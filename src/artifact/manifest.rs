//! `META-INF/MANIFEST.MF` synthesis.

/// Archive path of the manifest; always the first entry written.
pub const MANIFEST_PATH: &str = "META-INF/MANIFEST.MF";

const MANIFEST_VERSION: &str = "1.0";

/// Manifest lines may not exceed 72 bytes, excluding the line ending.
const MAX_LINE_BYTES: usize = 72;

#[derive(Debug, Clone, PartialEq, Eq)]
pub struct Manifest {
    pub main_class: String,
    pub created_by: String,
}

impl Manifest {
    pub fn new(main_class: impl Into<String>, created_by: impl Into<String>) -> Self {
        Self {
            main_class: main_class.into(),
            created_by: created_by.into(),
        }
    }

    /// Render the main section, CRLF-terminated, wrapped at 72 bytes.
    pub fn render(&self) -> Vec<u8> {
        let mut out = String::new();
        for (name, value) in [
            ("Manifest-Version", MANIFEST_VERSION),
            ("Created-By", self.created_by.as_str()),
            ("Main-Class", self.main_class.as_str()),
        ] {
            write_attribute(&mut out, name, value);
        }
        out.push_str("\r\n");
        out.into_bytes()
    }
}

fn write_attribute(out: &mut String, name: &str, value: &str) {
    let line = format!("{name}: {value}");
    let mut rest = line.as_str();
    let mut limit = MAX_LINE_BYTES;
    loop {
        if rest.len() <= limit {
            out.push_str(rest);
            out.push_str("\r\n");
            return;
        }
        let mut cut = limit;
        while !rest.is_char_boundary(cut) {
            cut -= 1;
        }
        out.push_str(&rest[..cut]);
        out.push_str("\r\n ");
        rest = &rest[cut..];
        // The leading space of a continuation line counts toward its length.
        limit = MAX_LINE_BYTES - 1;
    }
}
# # # # # # #
Goal of the exercise>
The word "String" may appear in several lines of the data; copy every line where it does.

Written response>
    pub main_class: String,
    pub created_by: String,
    pub fn new(main_class: impl Into<String>, created_by: impl Into<String>) -> Self {
        let mut out = String::new();
fn write_attribute(out: &mut String, name: &str, value: &str) {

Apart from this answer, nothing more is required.